#### What needs to be done:
Copy out all lines bearing the word "PartialEq" from the listing below.
● ● ●
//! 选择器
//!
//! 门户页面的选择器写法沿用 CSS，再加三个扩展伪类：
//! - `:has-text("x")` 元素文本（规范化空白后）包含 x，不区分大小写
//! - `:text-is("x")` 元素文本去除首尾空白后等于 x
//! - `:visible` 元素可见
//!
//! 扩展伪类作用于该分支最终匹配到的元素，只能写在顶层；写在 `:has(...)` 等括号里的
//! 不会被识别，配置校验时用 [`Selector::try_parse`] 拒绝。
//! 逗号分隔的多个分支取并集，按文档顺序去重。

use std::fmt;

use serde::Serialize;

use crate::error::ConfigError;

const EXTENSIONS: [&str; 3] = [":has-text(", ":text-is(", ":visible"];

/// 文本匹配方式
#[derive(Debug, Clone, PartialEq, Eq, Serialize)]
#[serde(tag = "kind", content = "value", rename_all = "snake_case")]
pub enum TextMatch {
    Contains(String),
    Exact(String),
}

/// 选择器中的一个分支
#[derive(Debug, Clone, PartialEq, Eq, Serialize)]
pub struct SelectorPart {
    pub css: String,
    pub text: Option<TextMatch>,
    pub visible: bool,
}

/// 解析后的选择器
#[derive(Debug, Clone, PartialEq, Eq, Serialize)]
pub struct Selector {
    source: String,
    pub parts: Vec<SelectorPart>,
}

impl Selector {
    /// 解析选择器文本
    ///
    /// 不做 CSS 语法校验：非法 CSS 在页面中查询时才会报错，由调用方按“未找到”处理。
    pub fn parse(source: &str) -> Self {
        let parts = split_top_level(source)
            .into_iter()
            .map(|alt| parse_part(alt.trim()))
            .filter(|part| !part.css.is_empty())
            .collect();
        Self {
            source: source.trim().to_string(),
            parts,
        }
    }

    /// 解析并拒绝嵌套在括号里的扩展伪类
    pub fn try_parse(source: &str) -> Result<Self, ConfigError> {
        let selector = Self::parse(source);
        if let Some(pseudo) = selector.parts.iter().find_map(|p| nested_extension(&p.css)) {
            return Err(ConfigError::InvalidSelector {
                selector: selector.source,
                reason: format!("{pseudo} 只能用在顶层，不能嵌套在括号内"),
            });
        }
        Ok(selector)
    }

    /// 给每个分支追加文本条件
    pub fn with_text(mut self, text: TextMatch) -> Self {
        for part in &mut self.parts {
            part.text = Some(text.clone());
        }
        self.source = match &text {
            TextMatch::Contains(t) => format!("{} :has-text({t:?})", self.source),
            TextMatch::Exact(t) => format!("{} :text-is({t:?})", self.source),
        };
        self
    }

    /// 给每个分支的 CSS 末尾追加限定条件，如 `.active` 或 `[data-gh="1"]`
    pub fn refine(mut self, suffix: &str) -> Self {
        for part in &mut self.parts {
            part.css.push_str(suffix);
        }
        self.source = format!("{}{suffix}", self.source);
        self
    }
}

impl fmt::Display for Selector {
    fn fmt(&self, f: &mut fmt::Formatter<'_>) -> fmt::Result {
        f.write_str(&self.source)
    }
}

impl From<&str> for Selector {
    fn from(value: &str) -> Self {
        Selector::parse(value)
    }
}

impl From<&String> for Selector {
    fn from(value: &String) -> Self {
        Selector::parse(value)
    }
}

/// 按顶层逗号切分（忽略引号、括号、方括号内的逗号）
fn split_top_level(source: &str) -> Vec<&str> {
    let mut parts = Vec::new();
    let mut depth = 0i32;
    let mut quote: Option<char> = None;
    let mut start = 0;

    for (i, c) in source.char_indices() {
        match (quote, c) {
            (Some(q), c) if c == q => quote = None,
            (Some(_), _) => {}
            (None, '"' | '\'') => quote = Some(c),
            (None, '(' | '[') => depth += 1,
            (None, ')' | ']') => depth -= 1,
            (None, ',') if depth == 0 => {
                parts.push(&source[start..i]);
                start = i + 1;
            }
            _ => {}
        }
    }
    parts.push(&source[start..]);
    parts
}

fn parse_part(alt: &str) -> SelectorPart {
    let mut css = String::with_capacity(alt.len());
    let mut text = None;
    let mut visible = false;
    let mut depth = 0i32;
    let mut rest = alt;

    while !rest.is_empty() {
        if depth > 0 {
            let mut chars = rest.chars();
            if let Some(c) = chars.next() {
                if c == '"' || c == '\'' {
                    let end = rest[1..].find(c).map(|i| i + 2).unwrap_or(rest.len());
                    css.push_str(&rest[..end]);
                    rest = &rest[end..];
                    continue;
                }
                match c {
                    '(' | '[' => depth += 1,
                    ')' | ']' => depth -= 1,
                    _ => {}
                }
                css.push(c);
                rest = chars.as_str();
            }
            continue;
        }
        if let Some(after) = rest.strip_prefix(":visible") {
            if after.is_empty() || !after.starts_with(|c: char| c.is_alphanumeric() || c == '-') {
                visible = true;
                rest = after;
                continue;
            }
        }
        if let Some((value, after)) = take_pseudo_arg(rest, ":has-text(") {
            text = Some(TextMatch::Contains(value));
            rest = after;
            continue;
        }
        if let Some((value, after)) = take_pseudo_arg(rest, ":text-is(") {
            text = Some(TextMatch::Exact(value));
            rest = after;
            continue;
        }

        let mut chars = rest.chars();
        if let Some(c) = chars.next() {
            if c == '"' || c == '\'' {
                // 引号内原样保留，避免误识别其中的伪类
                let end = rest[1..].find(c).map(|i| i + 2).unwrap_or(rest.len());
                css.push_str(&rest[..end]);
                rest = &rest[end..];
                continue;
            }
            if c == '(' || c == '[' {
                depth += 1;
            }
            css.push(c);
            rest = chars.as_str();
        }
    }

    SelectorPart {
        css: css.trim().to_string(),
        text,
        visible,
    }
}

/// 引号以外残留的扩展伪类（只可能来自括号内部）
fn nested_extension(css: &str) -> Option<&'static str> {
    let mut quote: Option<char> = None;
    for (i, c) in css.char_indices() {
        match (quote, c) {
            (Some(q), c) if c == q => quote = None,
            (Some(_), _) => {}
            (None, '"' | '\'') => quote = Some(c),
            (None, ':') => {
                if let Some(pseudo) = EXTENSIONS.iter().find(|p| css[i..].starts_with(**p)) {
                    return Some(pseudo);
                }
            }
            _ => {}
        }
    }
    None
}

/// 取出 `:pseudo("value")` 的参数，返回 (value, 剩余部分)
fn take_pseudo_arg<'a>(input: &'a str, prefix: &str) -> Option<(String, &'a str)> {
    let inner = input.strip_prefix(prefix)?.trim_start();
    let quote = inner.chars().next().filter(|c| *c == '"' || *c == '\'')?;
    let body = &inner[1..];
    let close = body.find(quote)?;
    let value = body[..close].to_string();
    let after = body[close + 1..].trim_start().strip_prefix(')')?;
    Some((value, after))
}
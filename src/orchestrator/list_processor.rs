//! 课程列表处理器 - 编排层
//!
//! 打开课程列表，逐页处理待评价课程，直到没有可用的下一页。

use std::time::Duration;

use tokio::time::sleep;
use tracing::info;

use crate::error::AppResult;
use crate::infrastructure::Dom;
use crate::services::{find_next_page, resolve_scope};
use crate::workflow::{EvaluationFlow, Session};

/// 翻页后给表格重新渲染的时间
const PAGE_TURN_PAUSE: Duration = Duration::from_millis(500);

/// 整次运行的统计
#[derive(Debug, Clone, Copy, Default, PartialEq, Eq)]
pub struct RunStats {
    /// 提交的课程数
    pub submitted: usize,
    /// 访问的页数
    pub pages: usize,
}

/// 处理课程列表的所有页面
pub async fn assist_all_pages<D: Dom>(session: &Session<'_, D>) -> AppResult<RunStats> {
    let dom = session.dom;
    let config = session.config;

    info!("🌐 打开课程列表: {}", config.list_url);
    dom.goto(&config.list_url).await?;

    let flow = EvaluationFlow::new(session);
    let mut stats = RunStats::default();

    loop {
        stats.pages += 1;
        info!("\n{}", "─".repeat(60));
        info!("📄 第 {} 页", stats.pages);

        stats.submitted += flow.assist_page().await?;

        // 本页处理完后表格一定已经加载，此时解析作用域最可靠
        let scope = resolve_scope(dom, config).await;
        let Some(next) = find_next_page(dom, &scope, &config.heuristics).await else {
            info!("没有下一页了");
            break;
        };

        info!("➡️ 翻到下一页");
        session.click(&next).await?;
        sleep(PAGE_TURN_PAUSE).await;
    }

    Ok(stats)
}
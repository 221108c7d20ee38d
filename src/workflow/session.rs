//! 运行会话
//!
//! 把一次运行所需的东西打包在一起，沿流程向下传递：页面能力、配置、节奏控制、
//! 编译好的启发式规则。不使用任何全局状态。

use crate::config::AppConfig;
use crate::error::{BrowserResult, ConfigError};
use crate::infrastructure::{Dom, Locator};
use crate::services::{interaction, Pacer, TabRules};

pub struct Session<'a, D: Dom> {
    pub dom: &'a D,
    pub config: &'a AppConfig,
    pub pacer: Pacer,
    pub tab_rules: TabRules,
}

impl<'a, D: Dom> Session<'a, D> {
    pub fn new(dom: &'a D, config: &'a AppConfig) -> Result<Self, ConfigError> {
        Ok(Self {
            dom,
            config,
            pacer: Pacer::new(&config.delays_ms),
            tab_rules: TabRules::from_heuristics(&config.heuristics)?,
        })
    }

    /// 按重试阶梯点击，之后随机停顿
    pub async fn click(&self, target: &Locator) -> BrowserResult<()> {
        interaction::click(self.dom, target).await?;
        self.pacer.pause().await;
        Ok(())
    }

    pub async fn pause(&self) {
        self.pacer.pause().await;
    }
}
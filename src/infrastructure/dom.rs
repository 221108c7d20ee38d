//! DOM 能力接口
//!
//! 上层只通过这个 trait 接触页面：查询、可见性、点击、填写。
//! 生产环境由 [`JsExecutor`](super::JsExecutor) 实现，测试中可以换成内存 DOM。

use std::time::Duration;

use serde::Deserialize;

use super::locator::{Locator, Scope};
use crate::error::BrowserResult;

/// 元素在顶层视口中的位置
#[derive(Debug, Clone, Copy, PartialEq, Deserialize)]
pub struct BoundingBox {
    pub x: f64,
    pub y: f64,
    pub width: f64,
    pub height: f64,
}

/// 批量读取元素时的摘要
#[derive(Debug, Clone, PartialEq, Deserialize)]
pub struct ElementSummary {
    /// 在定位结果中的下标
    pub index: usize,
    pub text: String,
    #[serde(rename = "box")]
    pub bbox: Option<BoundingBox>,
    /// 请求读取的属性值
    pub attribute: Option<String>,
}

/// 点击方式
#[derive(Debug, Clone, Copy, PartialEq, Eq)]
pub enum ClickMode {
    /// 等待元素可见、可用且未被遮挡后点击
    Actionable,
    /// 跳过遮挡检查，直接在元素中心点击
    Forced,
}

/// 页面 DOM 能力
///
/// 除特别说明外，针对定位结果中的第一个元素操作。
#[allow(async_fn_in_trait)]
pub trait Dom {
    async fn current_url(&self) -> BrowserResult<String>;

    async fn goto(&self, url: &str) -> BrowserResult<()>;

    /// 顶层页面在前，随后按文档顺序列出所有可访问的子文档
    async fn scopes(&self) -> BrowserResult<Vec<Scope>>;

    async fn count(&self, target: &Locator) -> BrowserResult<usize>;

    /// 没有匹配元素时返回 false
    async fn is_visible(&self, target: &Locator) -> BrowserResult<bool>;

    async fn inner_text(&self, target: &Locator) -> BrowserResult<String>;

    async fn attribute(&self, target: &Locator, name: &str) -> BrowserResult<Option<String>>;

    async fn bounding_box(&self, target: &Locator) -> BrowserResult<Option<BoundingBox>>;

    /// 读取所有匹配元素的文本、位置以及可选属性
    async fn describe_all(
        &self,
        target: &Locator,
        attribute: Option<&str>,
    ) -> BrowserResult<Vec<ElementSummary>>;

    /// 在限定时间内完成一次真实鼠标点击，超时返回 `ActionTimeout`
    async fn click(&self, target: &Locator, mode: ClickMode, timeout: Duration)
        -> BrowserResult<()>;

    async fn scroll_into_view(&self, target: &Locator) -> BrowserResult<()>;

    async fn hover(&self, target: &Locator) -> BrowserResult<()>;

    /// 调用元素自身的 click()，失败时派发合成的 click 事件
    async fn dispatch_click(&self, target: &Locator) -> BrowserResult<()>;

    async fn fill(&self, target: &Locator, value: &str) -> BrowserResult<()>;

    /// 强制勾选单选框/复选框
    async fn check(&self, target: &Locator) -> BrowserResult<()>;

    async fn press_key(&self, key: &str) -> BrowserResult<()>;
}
● ● ●
#### Solution to this exercise:
#[derive(Debug, Clone, PartialEq, Eq, Serialize)]
#[derive(Debug, Clone, PartialEq, Eq, Serialize)]
#[derive(Debug, Clone, PartialEq, Eq, Serialize)]
#[derive(Debug, Clone, Copy, Default, PartialEq, Eq)]
#[derive(Debug, Clone, Copy, PartialEq, Deserialize)]
#[derive(Debug, Clone, PartialEq, Deserialize)]
#[derive(Debug, Clone, Copy, PartialEq, Eq)]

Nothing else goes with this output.